There is one upshot of having 3 offspring of Han and Leia - Each one can channel a unique mix of the parents’ personalities. One may be the cocksure hothead, one would be the diplomat, and one could be very different to the others in some way. Since everyone would have imagined their own version of Han and Leia’s kids, this would give them what they imagined, and something more.

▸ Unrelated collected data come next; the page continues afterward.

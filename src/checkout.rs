//! Checkout

use std::{fmt, str::FromStr};

use async_trait::async_trait;
#[cfg(test)]
use mockall::automock;
use rust_decimal::Decimal;
use serde::Serialize;
use thiserror::Error;
use tracing::info;

use crate::{
    reference,
    validation::{Field, ValidationErrors},
};

/// Prefix for order references.
pub const ORDER_REFERENCE_PREFIX: &str = "ORD";

/// Errors raised when placing an order.
#[derive(Debug, Error, PartialEq, Eq)]
pub enum CheckoutError {
    /// The order has no purchasable lines.
    #[error("Cannot place an order for an empty cart")]
    EmptyOrder,

    /// Shipping details failed validation.
    #[error(transparent)]
    Invalid(#[from] ValidationErrors),

    /// The payment method is not recognised.
    #[error("Unknown payment method: {0}")]
    UnknownPaymentMethod(String),

    /// The order service refused the order.
    #[error("Order rejected: {0}")]
    Rejected(String),
}

/// One line of an order, priced in the catalog base currency.
#[derive(Debug, Clone, PartialEq, Eq, Serialize)]
pub struct OrderLine {
    /// Product (or packaging) id
    pub id: String,

    /// Display name
    pub name: String,

    /// Unit price
    pub unit_price: Decimal,

    /// Units ordered
    pub quantity: u32,

    /// Complimentary packaging accessory
    pub is_box: bool,
}

impl OrderLine {
    /// `unit_price * quantity`.
    pub fn total(&self) -> Decimal {
        self.unit_price * Decimal::from(self.quantity)
    }
}

/// How the shopper intends to pay.
#[derive(Debug, Clone, Copy, PartialEq, Eq, Hash, Default, Serialize)]
pub enum PaymentMethod {
    /// Credit or debit card
    #[default]
    Card,

    /// Bank wire
    BankTransfer,

    /// Cryptocurrency
    Crypto,
}

impl PaymentMethod {
    /// Every method, in form order.
    pub const ALL: [PaymentMethod; 3] = [
        PaymentMethod::Card,
        PaymentMethod::BankTransfer,
        PaymentMethod::Crypto,
    ];

    /// Form label.
    pub fn label(self) -> &'static str {
        match self {
            PaymentMethod::Card => "Card",
            PaymentMethod::BankTransfer => "Bank transfer",
            PaymentMethod::Crypto => "Crypto",
        }
    }

    /// Stable form value.
    pub fn key(self) -> &'static str {
        match self {
            PaymentMethod::Card => "card",
            PaymentMethod::BankTransfer => "bank-transfer",
            PaymentMethod::Crypto => "crypto",
        }
    }
}

impl fmt::Display for PaymentMethod {
    fn fmt(&self, f: &mut fmt::Formatter<'_>) -> fmt::Result {
        f.write_str(self.label())
    }
}

impl FromStr for PaymentMethod {
    type Err = CheckoutError;

    fn from_str(s: &str) -> Result<Self, Self::Err> {
        PaymentMethod::ALL
            .into_iter()
            .find(|method| method.key().eq_ignore_ascii_case(s.trim()))
            .ok_or_else(|| CheckoutError::UnknownPaymentMethod(s.to_string()))
    }
}

/// Where the order ships.
#[derive(Debug, Clone, Default, PartialEq, Eq, Serialize)]
pub struct ShippingDetails {
    /// Recipient name
    pub full_name: String,

    /// Contact email
    pub email: String,

    /// Contact phone
    pub phone: String,

    /// Street address
    pub address: String,

    /// City
    pub city: String,

    /// Country
    pub country: String,
}

impl ShippingDetails {
    /// Check every required field.
    ///
    /// # Errors
    ///
    /// Returns [`ValidationErrors`] listing each invalid field.
    pub fn validate(&self) -> Result<(), ValidationErrors> {
        let mut errors = ValidationErrors::default();

        errors.require(Field::Name, &self.full_name);
        errors.require_email(&self.email);
        errors.require(Field::Phone, &self.phone);
        errors.require(Field::Address, &self.address);
        errors.require(Field::City, &self.city);
        errors.require(Field::Country, &self.country);

        errors.into_result()
    }
}

/// Order submitted at checkout.
#[derive(Debug, Clone, PartialEq, Eq, Serialize)]
pub struct OrderRequest {
    /// Cart lines
    pub lines: Vec<OrderLine>,

    /// Delivery details
    pub shipping: ShippingDetails,

    /// Payment method
    pub payment: PaymentMethod,
}

impl OrderRequest {
    /// Sum of every line total.
    pub fn total(&self) -> Decimal {
        self.lines
            .iter()
            .fold(Decimal::ZERO, |total, line| total + line.total())
    }

    /// Whether the order contains anything other than packaging.
    pub fn has_goods(&self) -> bool {
        self.lines.iter().any(|line| !line.is_box && line.quantity > 0)
    }
}

/// Acknowledgement for a placed order.
#[derive(Debug, Clone, PartialEq, Eq)]
pub struct OrderConfirmation {
    /// Reference quoted back to the shopper
    pub reference: String,

    /// Order total in the catalog base currency
    pub total: Decimal,
}

/// Accepts orders.
#[cfg_attr(test, automock)]
#[async_trait(?Send)]
pub trait CheckoutService {
    /// Validate and place an order.
    async fn place_order(&self, order: OrderRequest) -> Result<OrderConfirmation, CheckoutError>;
}

/// Checkout that confirms every valid order without charging anything.
#[derive(Debug, Clone, Copy, Default)]
pub struct SimulatedCheckout;

#[async_trait(?Send)]
impl CheckoutService for SimulatedCheckout {
    async fn place_order(&self, order: OrderRequest) -> Result<OrderConfirmation, CheckoutError> {
        if !order.has_goods() {
            return Err(CheckoutError::EmptyOrder);
        }

        order.shipping.validate()?;

        let reference = reference::generate(ORDER_REFERENCE_PREFIX, &mut rand::thread_rng());
        let total = order.total();

        info!(
            %reference,
            %total,
            lines = order.lines.len(),
            payment = order.payment.key(),
            "order placed"
        );

        Ok(OrderConfirmation { reference, total })
    }
}

#[cfg(test)]
mod tests {
    use rust_decimal_macros::dec;
    use testresult::TestResult;

    use super::*;

    fn shipping() -> ShippingDetails {
        ShippingDetails {
            full_name: "Omar Nasser".to_string(),
            email: "omar@example.com".to_string(),
            phone: "+971 4 000 0000".to_string(),
            address: "Gold Souk, Deira".to_string(),
            city: "Dubai".to_string(),
            country: "UAE".to_string(),
        }
    }

    fn line(id: &str, unit_price: Decimal, quantity: u32, is_box: bool) -> OrderLine {
        OrderLine {
            id: id.to_string(),
            name: id.to_string(),
            unit_price,
            quantity,
            is_box,
        }
    }

    fn order(lines: Vec<OrderLine>) -> OrderRequest {
        OrderRequest {
            lines,
            shipping: shipping(),
            payment: PaymentMethod::BankTransfer,
        }
    }

    #[tokio::test]
    async fn confirms_valid_order_with_total() -> TestResult {
        let request = order(vec![
            line("bar-1", dec!(1600), 2, false),
            line("box-bar-1", Decimal::ZERO, 1, true),
        ]);

        let confirmation = SimulatedCheckout.place_order(request).await?;

        assert_eq!(confirmation.total, dec!(3200));
        assert!(confirmation.reference.starts_with("ORD-"));

        Ok(())
    }

    #[tokio::test]
    async fn rejects_empty_order() {
        let result = SimulatedCheckout.place_order(order(Vec::new())).await;

        assert_eq!(result, Err(CheckoutError::EmptyOrder));
    }

    #[tokio::test]
    async fn packaging_alone_is_an_empty_order() {
        let request = order(vec![line("box-bar-1", Decimal::ZERO, 1, true)]);

        let result = SimulatedCheckout.place_order(request).await;

        assert_eq!(result, Err(CheckoutError::EmptyOrder));
    }

    #[tokio::test]
    async fn rejects_incomplete_shipping() {
        let mut request = order(vec![line("coin-1", dec!(2480), 1, false)]);
        request.shipping.city = String::new();

        let result = SimulatedCheckout.place_order(request).await;

        assert!(matches!(
            result,
            Err(CheckoutError::Invalid(errors)) if errors.for_field(Field::City).is_some()
        ));
    }

    #[test]
    fn blank_shipping_reports_every_field() {
        let errors = ShippingDetails::default()
            .validate()
            .err()
            .unwrap_or_default();

        assert_eq!(errors.len(), 6);
    }

    #[test]
    fn parses_payment_methods() -> TestResult {
        assert_eq!("bank-transfer".parse::<PaymentMethod>()?, PaymentMethod::BankTransfer);
        assert_eq!(
            "cheque".parse::<PaymentMethod>(),
            Err(CheckoutError::UnknownPaymentMethod("cheque".to_string()))
        );

        Ok(())
    }

    #[tokio::test]
    async fn mocked_service_passes_order_through() -> TestResult {
        let mut service = MockCheckoutService::new();

        service
            .expect_place_order()
            .withf(|order| order.payment == PaymentMethod::Crypto)
            .returning(|order| {
                Ok(OrderConfirmation {
                    reference: "ORD-TEST".to_string(),
                    total: order.total(),
                })
            });

        let mut request = order(vec![line("silver-1", dec!(38.50), 4, false)]);
        request.payment = PaymentMethod::Crypto;

        let confirmation = service.place_order(request).await?;

        assert_eq!(confirmation.total, dec!(154));

        Ok(())
    }
}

I don’t remember much about the EU. I read a bunch of the books as a kid, up until I got bored in the Yuuzhan Vong war. The big problem with most of them is that they failed to translate the deep themes of the movies into novel form. Star Wars, at least in the OT, wasn’t a comic book with villains of the week with splashy superpowers. Nor was it military science fiction, despite the name. The biggest missing element in the books was that they forgot (or were never aware) that Star Wars was an epic myth about growing up in rural America. Here we have a Midwestern farm-boy forever on the frontier, forever wanting to be elsewhere. It’s about him fulfilling the old American dream of becoming a self-made man, even if the dream threatens to become a nightmare. It is about navigating the desolate wasteland that is American folklore, a strange mix of alien cultures and Eastern Mysticism wrapped in a Western religious epistemology. Finally, it is about embracing the new folklore of pulpy romance and swashbuckling adventure in the movies, and making of it something more than its schlocky origins.
If you manage to make a story that taps into these themes, or similar themes of the 21st century, it won’t much matter if the story is sufficiently integrated with the EU.